人体から発する遠赤外線を感知したり、レーザーを照射して対象物を識別したり、犯人をいち早く発見するための侵入検知センサーは数多く存在します。
いまでは、リーズナブルなものから高機能なものまで一通り出揃っているので、店舗や事務所の規模に応じて無理なく必要数を取り揃えることが可能です。

防犯カメラや監視カメラを設置する

防犯カメラと監視カメラの違いは、役割と設置場所です。

カメラの種類 役割・設置場所
防犯カメラ 犯罪を抑止する役割を持ち、目立つ場所に設置される
監視カメラ 犯人特定を役割として、目立たない場所に設置される

カメラが設置されていることを強調し、窃盗を未然に防ぐものは防犯カメラ。
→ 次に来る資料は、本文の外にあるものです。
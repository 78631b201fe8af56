// ==========================================
// 冷链运输监控系统 - 配置管理器
// ==========================================
// 职责: 配置加载、查询、覆写管理
// 存储: config_kv 表 (key-value + scope)
// 键约定: policy/{cargo_type} → RangePolicy JSON
// ==========================================

use crate::config::policy_config_trait::PolicyConfigReader;
use crate::db::open_sqlite_connection;
use crate::domain::shipment::RangePolicy;
use async_trait::async_trait;
use rusqlite::{params, Connection};
use serde::{Deserialize, Serialize};
use std::error::Error;
use std::sync::{Arc, Mutex};

/// 全局默认严重裕度
const DEFAULT_CRITICAL_MARGIN: f64 = 2.0;

// ==========================================
// PolicyConfigEntry - 策略配置 JSON 结构
// ==========================================
// critical_margin 可省略，省略时回退全局默认
#[derive(Debug, Clone, Serialize, Deserialize)]
struct PolicyConfigEntry {
    temp_min: f64,
    temp_max: f64,
    #[serde(default)]
    humidity_min: Option<f64>,
    #[serde(default)]
    humidity_max: Option<f64>,
    #[serde(default)]
    critical_margin: Option<f64>,
}

// ==========================================
// ConfigManager - 配置管理器
// ==========================================
pub struct ConfigManager {
    conn: Arc<Mutex<Connection>>,
}

impl ConfigManager {
    /// 创建新的 ConfigManager 实例
    ///
    /// # 参数
    /// - db_path: 数据库文件路径
    pub fn new(db_path: &str) -> Result<Self, Box<dyn Error>> {
        let conn = open_sqlite_connection(db_path)?;

        Ok(Self {
            conn: Arc::new(Mutex::new(conn)),
        })
    }

    /// 从已有连接创建 ConfigManager
    ///
    /// 说明：为保证连接行为一致，会对传入连接再次应用统一 PRAGMA（幂等）。
    pub fn from_connection(conn: Arc<Mutex<Connection>>) -> Result<Self, Box<dyn Error>> {
        {
            let conn_guard = conn.lock().map_err(|e| format!("锁获取失败: {}", e))?;
            crate::db::configure_sqlite_connection(&conn_guard)?;
        }

        Ok(Self { conn })
    }

    /// 从 config_kv 表读取配置值（scope_id='global'）
    ///
    /// # 参数
    /// - key: 配置键
    ///
    /// # 返回
    /// - Some(String): 配置值
    /// - None: 配置不存在
    fn get_config_value(&self, key: &str) -> Result<Option<String>, Box<dyn Error>> {
        let conn = self.conn.lock().map_err(|e| format!("锁获取失败: {}", e))?;

        let result = conn.query_row(
            "SELECT value FROM config_kv WHERE scope_id = 'global' AND key = ?1",
            params![key],
            |row| row.get::<_, String>(0),
        );

        match result {
            Ok(value) => Ok(Some(value)),
            Err(rusqlite::Error::QueryReturnedNoRows) => Ok(None),
            Err(e) => Err(Box::new(e)),
        }
    }

    /// 写入配置值（scope_id='global'，upsert 语义）
    pub fn set_config_value(&self, key: &str, value: &str) -> Result<(), Box<dyn Error>> {
        let conn = self.conn.lock().map_err(|e| format!("锁获取失败: {}", e))?;

        conn.execute(
            r#"
            INSERT INTO config_kv (scope_id, key, value, updated_at)
            VALUES ('global', ?1, ?2, datetime('now'))
            ON CONFLICT(scope_id, key) DO UPDATE SET
                value = excluded.value,
                updated_at = excluded.updated_at
            "#,
            params![key, value],
        )?;
        Ok(())
    }

    /// 写入货物类型默认策略（JSON 序列化存储）
    pub fn set_default_policy(
        &self,
        cargo_type: &str,
        policy: &RangePolicy,
    ) -> Result<(), Box<dyn Error>> {
        let entry = PolicyConfigEntry {
            temp_min: policy.temp_min,
            temp_max: policy.temp_max,
            humidity_min: policy.humidity_min,
            humidity_max: policy.humidity_max,
            critical_margin: Some(policy.critical_margin),
        };
        let key = format!("policy/{}", cargo_type.trim().to_uppercase());
        self.set_config_value(&key, &serde_json::to_string(&entry)?)
    }
}

// ==========================================
// PolicyConfigReader 实现
// ==========================================
#[async_trait]
impl PolicyConfigReader for ConfigManager {
    async fn get_default_policy(
        &self,
        cargo_type: &str,
    ) -> Result<Option<RangePolicy>, Box<dyn Error>> {
        let key = format!("policy/{}", cargo_type.trim().to_uppercase());
        let raw = match self.get_config_value(&key)? {
            Some(v) => v,
            None => return Ok(None),
        };

        let entry: PolicyConfigEntry = serde_json::from_str(&raw)?;
        let critical_margin = match entry.critical_margin {
            Some(m) => m,
            None => self.get_default_critical_margin().await?,
        };

        Ok(Some(RangePolicy {
            temp_min: entry.temp_min,
            temp_max: entry.temp_max,
            humidity_min: entry.humidity_min,
            humidity_max: entry.humidity_max,
            critical_margin,
        }))
    }

    async fn get_default_critical_margin(&self) -> Result<f64, Box<dyn Error>> {
        match self.get_config_value("default_critical_margin")? {
            Some(v) => Ok(v.trim().parse::<f64>()?),
            None => Ok(DEFAULT_CRITICAL_MARGIN),
        }
    }
}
名前の通り、監視に特化した小さいものが監視カメラです。
コスト削減のためにダミーカメラを設置するケースもありますが、窃盗を強行された場合は証拠を記録できないため、予算に余裕があれば録画機能を有するカメラの導入を推奨します。

防犯意識を高く持つことで侵入犯罪を防ぐ

認知件数として多いガラス破りや無締まりは、低コストかつ容易に対策できます。侵入犯罪を防ぐため、防犯意識を高く持つ体制作りを進め、セキュリティに予算を割けるような組織体制の構築を目指しましょう。